Pengusaha khawatir jika hal ini tidak dibenahi, data yang simpang siur tersebut akan melahirkan kebijakan yang tidak tepat.

Demikian dikatakan Ketua Umum Asosiasi Industri Rumput Laut (Astruli), Soerianto Kusnowirjono. Pengusaha menilai data yang simpang siur berdampak pada dunia usaha pengolahan dan industri rumput laut.

Soerianto mencontohkan fenomena data produksi beras yang tidak akurat, bahkan antarinstansi pemerintah, telah berdampak luas dalam kebijakan dan menimbulkan keresahan dalam masyarakat.

Hal yang sama juga terjadi pada rumput laut dan berdampak pada beberapa aktivitas industri turunan rumput laut.

“Para pelaku industri pengolahan rumput laut merasakan hal yang sama terkait data produksi yang tidak tepat. Ini harus segera dibenahi agar tidak berlarut-larut,” kata Soerianto, Jumat (20/1/2018).

Sementara itu, Wakil Ketua Umum Astruli Sasmoyo Boesari mengungkapkan, dalam beberapa tahun terakhir, tercatat jika data produksi rumput laut terus meningkat.
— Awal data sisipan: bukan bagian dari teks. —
//! # Transition refinement by bisection
//!
//! [`RootRefiner`] narrows a [`Transition`] bracket `[lo, hi]` until its width is at most the
//! convergence tolerance, then returns `lo`:
//!
//! ```text
//! mid = (lo + hi) / 2
//! membership(mid) == membership(lo)  =>  lo = mid
//! otherwise                          =>  hi = mid
//! ```
//!
//! Bisection also stops when `mid` is no longer strictly between `lo` and `hi`, which
//! happens when the tolerance is below the floating-point resolution at `t`. A bracket that
//! is already converged (including an implicit zero-width `Enter`) is returned unchanged
//! without evaluating the state.
//!
//! The returned time is within `tolerance` of the true transition, on the `before` side.
use log::trace;

use crate::constants::Seconds;
use crate::evaluator::StateEvaluator;
use crate::gfsearch_errors::SearchError;
use crate::search::bracket::{is_target, Direction, Transition};
use crate::window::Interval;

/// Converged transition time.
#[derive(Debug, Clone, Copy, PartialEq)]
pub struct Refinement {
    pub time: Seconds,
    /// Number of state evaluations spent bisecting.
    pub iterations: usize,
}

pub struct RootRefiner<'a, E: StateEvaluator> {
    evaluator: &'a E,
    target: &'a E::State,
    tolerance: Seconds,
}

impl<'a, E: StateEvaluator> RootRefiner<'a, E> {
    pub fn new(evaluator: &'a E, target: &'a E::State, tolerance: Seconds) -> Self {
        RootRefiner {
            evaluator,
            target,
            tolerance,
        }
    }

    /// Refine `transition`, found while searching `interval`.
    ///
    /// Errors
    /// -----------------
    /// * [`SearchError::EvaluationFailed`] (without partial result) if the evaluator fails at
    ///   a midpoint.
    pub fn refine(
        &self,
        transition: &Transition,
        interval: &Interval,
    ) -> Result<Refinement, SearchError> {
        let lo_inside = transition.direction == Direction::Leave;
        let mut lo = transition.before;
        let mut hi = transition.after;
        let mut iterations = 0;

        while hi - lo > self.tolerance {
            let mid = 0.5 * (lo + hi);
            if !(lo < mid && mid < hi) {
                break;
            }
            if is_target(self.evaluator, self.target, mid, interval)? == lo_inside {
                lo = mid;
            } else {
                hi = mid;
            }
            iterations += 1;
        }

        trace!(
            "{:?} refined to {lo} in {iterations} iterations (bracket width {})",
            transition.direction,
            hi - lo
        );
        Ok(Refinement {
            time: lo,
            iterations,
        })
    }
}
//! # Event search over a confinement window
//!
//! This module hosts the search pipeline and its configuration. Given a confinement
//! [`TimeWindow`](crate::window::TimeWindow), a [`StateEvaluator`](crate::evaluator::StateEvaluator)
//! and a target state, the engine returns every maximal span where the evaluator reports the
//! target, with endpoints located to within the convergence tolerance.
//!
//! ## Pipeline overview
//!
//! For every interval `[a, b]` of the confinement window, in ascending order:
//!
//! 1. **Sampling** ([`sampler`]) – times `a, a+step, a+2·step, …, b`; both endpoints are
//!    always sampled.
//! 2. **Bracketing** ([`bracket`]) – consecutive samples whose target membership differs
//!    form a transition bracket (`Enter` or `Leave`). A target state already active at `a`
//!    yields an implicit zero-width `Enter` at `a`.
//! 3. **Refining** ([`refine`]) – each bracket is bisected down to the tolerance.
//! 4. **Emitting** ([`engine`]) – `Enter`/`Leave` times are paired into result intervals;
//!    an `Enter` left open at `b` closes at `b`.
//!
//! Result intervals are inserted into a fresh output window; the confinement window is
//! never modified.
//!
//! ## Configuration
//!
//! [`SearchParams`] carries the sampling step, the convergence tolerance, the cap on the
//! number of result intervals and the failure mode. Callers needing adaptive sampling pass
//! a [`SearchStrategy`](strategy::SearchStrategy) instead of the fixed step/tolerance pair.
//!
//! ```rust
//! use gfsearch::search::{SearchParams, FailureMode};
//!
//! let params = SearchParams::builder()
//!     .step(60.0)
//!     .tolerance(1e-3)
//!     .max_result_intervals(500)
//!     .failure_mode(FailureMode::BestEffort)
//!     .build()
//!     .unwrap();
//! assert_eq!(params.step, 60.0);
//! ```
//!
//! ## Feature flags
//!
//! * `parallel` – [`SearchEngine::run_parallel`](engine::SearchEngine::run_parallel) searches
//!   confinement intervals on the rayon pool.
//! * `progress` – [`progress::WithProgress`] decorates a strategy with a live progress bar.
//!
//! ## See also
//!
//! * [`engine::SearchEngine`] – entry points.
//! * [`stats::SearchStats`] – counters collected during a run.
//! * [`crate::gfsearch_errors::SearchError`] – failure taxonomy.
use std::cmp::Ordering::{Greater, Less};
use std::fmt;

use crate::constants::{Seconds, CNVTOL, DEFAULT_MAX_RESULT_INTERVALS, DEFAULT_STEP};
use crate::gfsearch_errors::SearchError;

pub mod bracket;
pub mod engine;
#[cfg(feature = "progress")]
pub mod progress;
pub mod refine;
pub mod sampler;
pub mod stats;
pub mod strategy;

/// What the engine does with the results of completed confinement intervals when the
/// state evaluator fails.
#[derive(Debug, Clone, Copy, PartialEq, Eq, Default)]
pub enum FailureMode {
    /// The whole call fails; no partial result is returned.
    #[default]
    Abort,
    /// The error carries the window built from every confinement interval completed
    /// before the failure.
    BestEffort,
}

/// Configuration of a fixed-step search.
///
/// Fields
/// -----------------
/// * `step` – sampling cadence (seconds), finite and `> 0`. Condition spans shorter than
///   the step may be missed.
/// * `tolerance` – convergence tolerance (seconds) of transition times, `0 < tolerance < step`.
/// * `max_result_intervals` – capacity of the result window. Finding more intervals stops
///   the search with [`SearchError::ResultCapacityExceeded`].
/// * `failure_mode` – see [`FailureMode`].
///
/// Defaults
/// -----------------
/// * `step`: 3600 s
/// * `tolerance`: [`CNVTOL`] (1e-6 s)
/// * `max_result_intervals`: 10 000
/// * `failure_mode`: [`FailureMode::Abort`]
#[derive(Debug, Clone, PartialEq)]
pub struct SearchParams {
    pub step: Seconds,
    pub tolerance: Seconds,
    pub max_result_intervals: usize,
    pub failure_mode: FailureMode,
}

impl SearchParams {
    /// Validated parameters with the default failure mode.
    pub fn new(
        step: Seconds,
        tolerance: Seconds,
        max_result_intervals: usize,
    ) -> Result<Self, SearchError> {
        SearchParams::builder()
            .step(step)
            .tolerance(tolerance)
            .max_result_intervals(max_result_intervals)
            .build()
    }

    /// Create a new [`SearchParamsBuilder`] initialized with the defaults.
    pub fn builder() -> SearchParamsBuilder {
        SearchParamsBuilder::new()
    }

    /// Check the parameters.
    ///
    /// Validation rules
    /// -----------------
    /// * `step` finite and `> 0`.
    /// * `tolerance > 0` and `tolerance < step`.
    ///
    /// NaN fails every rule.
    pub fn validate(&self) -> Result<(), SearchError> {
        if !self.step.is_finite() || !gt0(self.step) {
            return Err(SearchError::InvalidConfig(format!(
                "step must be finite and > 0, got {}",
                self.step
            )));
        }
        if !gt0(self.tolerance) {
            return Err(SearchError::InvalidConfig(format!(
                "tolerance must be > 0, got {}",
                self.tolerance
            )));
        }
        if self.tolerance.partial_cmp(&self.step) != Some(Less) {
            return Err(SearchError::InvalidConfig(format!(
                "tolerance ({}) must be smaller than step ({})",
                self.tolerance, self.step
            )));
        }
        Ok(())
    }
}

impl Default for SearchParams {
    fn default() -> Self {
        SearchParams {
            step: DEFAULT_STEP,
            tolerance: CNVTOL,
            max_result_intervals: DEFAULT_MAX_RESULT_INTERVALS,
            failure_mode: FailureMode::Abort,
        }
    }
}

/// Return true iff x > 0.0 and comparable (i.e., not NaN).
#[inline]
pub(crate) fn gt0(x: f64) -> bool {
    x.partial_cmp(&0.0) == Some(Greater)
}

/// Builder for [`SearchParams`], with validation.
#[derive(Debug, Clone)]
pub struct SearchParamsBuilder {
    params: SearchParams,
}

impl Default for SearchParamsBuilder {
    fn default() -> Self {
        Self::new()
    }
}

impl SearchParamsBuilder {
    pub fn new() -> Self {
        Self {
            params: SearchParams::default(),
        }
    }

    pub fn step(mut self, v: Seconds) -> Self {
        self.params.step = v;
        self
    }
    pub fn tolerance(mut self, v: Seconds) -> Self {
        self.params.tolerance = v;
        self
    }
    pub fn max_result_intervals(mut self, v: usize) -> Self {
        self.params.max_result_intervals = v;
        self
    }
    pub fn failure_mode(mut self, v: FailureMode) -> Self {
        self.params.failure_mode = v;
        self
    }

    /// Finalize the builder.
    ///
    /// Returns
    /// -----------------
    /// * `Ok(SearchParams)` if [`SearchParams::validate`] passes.
    /// * `Err(SearchError::InvalidConfig)` otherwise.
    pub fn build(self) -> Result<SearchParams, SearchError> {
        self.params.validate()?;
        Ok(self.params)
    }
}

impl fmt::Display for SearchParams {
    fn fmt(&self, f: &mut fmt::Formatter<'_>) -> fmt::Result {
        if f.alternate() {
            const PARAM_COL: usize = 40;
            writeln!(f, "Search Parameters")?;
            writeln!(f, "-----------------")?;

            macro_rules! line {
                ($fmt:expr, $val:expr, $comment:expr) => {{
                    let s = format!($fmt, $val);
                    let pad = if s.len() < PARAM_COL {
                        " ".repeat(PARAM_COL - s.len())
                    } else {
                        " ".to_string()
                    };
                    writeln!(f, "  {}{}# {}", s, pad, $comment)
                }};
            }

            line!("step                 = {:.3} s", self.step, "Sampling cadence")?;
            line!(
                "tolerance            = {:.1e} s",
                self.tolerance,
                "Convergence tolerance of transition times"
            )?;
            line!(
                "max_result_intervals = {}",
                self.max_result_intervals,
                "Capacity of the result window"
            )?;
            line!(
                "failure_mode         = {:?}",
                self.failure_mode,
                "Evaluator failure handling"
            )?;
            Ok(())
        } else {
            write!(
                f,
                "SearchParams(step={:.3}s, tolerance={:.1e}s, max_result_intervals={}, failure_mode={:?})",
                self.step, self.tolerance, self.max_result_intervals, self.failure_mode
            )
        }
    }
}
Namun, kenyataannya para pelaku industri pengolahan rumput laut justru kesulitan bahan baku.

Dia menambahkan, jika produksi rumput laut berlebihan, seharusnya harga komoditas ini turun di pasaran. Faktanya, terjadi kenaikan harga di beberapa sentra rumput laut sejak akhir 2017. Kenaikan harga itu karena pasokan rumput laut yang terbatas atau sedikit.

“Saat ini yang terjadi malah sebaliknya. Produksi diklaim berlebihan, tetapi harga rumput laut kering tetap tinggi. Biasanya harga berkisar Rp 9.000-10.000 per kilogram, tetapi sejak akhir 2017 lalu malah naik menjadi Rp 25.000 per kilogram. Ini kondisi yang sangat aneh. Kalau produksi berlebihan, harganya harus turun,” kata Presiden Direktur PT Indonusa Algaemas Prima ini.

Astruli beranggotakan 21 pelaku industri dengan kapasitas sekitar 76 persen dari total produksi olahan rumput laut nasional.

Surplus Produksi

Berdasarkan data yang dihimpun Astruli, Kementerian Kelautan dan Perikanan (KKP) menyebutkan jika produksi rumput laut kering pada 2016 mencapai 1,1 juta ton dan ekspor sesuai data Badan Pusat Statistik (BPS) mencapai 188.298 ton.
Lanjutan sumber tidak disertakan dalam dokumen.